◆ Work order
The answer must consist of every line below containing "JoinHandle".

◆ Stored items from a collection
↓
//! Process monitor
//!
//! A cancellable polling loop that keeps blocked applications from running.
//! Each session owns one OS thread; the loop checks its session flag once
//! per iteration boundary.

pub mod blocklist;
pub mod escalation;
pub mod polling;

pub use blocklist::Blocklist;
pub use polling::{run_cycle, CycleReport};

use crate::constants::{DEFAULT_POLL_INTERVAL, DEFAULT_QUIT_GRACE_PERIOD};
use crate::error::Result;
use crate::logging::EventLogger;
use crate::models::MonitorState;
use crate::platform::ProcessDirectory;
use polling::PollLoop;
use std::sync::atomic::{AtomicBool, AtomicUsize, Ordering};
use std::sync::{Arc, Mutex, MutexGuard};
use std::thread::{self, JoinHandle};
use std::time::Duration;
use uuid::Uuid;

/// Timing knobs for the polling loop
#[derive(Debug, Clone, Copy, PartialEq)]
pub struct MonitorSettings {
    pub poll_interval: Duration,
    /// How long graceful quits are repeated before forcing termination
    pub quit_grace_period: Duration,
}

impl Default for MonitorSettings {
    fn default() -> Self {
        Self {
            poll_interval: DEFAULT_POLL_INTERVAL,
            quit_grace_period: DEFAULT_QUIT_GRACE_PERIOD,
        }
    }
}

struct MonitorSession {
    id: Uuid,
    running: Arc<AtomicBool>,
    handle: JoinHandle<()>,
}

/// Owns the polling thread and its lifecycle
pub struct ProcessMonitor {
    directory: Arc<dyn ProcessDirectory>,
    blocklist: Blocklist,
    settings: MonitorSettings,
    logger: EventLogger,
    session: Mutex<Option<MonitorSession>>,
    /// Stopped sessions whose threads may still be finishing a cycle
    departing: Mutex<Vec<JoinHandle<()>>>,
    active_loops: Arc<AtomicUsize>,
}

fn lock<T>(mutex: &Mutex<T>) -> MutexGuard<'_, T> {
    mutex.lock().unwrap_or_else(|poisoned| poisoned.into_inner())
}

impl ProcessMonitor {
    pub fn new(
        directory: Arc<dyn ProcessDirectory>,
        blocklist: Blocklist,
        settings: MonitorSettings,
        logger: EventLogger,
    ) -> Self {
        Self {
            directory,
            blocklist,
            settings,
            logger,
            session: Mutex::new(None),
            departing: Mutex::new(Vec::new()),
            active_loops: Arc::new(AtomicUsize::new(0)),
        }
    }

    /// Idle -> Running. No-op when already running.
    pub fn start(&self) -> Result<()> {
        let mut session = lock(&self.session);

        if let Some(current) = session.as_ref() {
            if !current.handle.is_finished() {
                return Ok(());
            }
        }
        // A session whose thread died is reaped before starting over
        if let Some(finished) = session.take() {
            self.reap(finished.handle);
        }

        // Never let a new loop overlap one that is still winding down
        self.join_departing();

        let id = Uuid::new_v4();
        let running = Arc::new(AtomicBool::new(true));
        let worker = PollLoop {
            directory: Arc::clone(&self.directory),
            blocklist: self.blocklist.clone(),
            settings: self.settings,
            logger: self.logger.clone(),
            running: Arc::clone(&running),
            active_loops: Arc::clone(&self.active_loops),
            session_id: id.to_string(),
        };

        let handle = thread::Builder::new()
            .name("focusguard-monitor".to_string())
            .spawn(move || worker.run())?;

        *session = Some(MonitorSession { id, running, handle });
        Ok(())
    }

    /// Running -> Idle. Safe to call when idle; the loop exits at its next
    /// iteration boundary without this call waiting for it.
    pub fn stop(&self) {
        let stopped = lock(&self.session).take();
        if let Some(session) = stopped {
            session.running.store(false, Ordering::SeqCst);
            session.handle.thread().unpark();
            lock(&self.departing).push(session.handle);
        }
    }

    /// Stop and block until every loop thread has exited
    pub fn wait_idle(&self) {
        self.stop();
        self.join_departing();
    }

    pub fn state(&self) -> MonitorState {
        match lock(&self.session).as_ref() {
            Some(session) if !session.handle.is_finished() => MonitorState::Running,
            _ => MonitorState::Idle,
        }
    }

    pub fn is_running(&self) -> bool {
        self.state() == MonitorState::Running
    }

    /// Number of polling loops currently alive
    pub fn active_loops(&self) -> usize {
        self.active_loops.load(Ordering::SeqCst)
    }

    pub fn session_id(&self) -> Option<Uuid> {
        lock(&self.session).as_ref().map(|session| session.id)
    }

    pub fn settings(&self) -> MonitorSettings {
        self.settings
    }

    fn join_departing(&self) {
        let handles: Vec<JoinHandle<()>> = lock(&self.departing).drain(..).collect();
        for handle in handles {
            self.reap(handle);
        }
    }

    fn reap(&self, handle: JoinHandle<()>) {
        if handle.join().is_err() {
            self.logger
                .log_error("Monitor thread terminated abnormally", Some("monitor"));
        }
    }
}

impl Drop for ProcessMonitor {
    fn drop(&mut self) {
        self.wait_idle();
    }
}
↑
◆ Written answer
use std::thread::{self, JoinHandle};
    handle: JoinHandle<()>,
    departing: Mutex<Vec<JoinHandle<()>>>,
        let handles: Vec<JoinHandle<()>> = lock(&self.departing).drain(..).collect();
    fn reap(&self, handle: JoinHandle<()>) {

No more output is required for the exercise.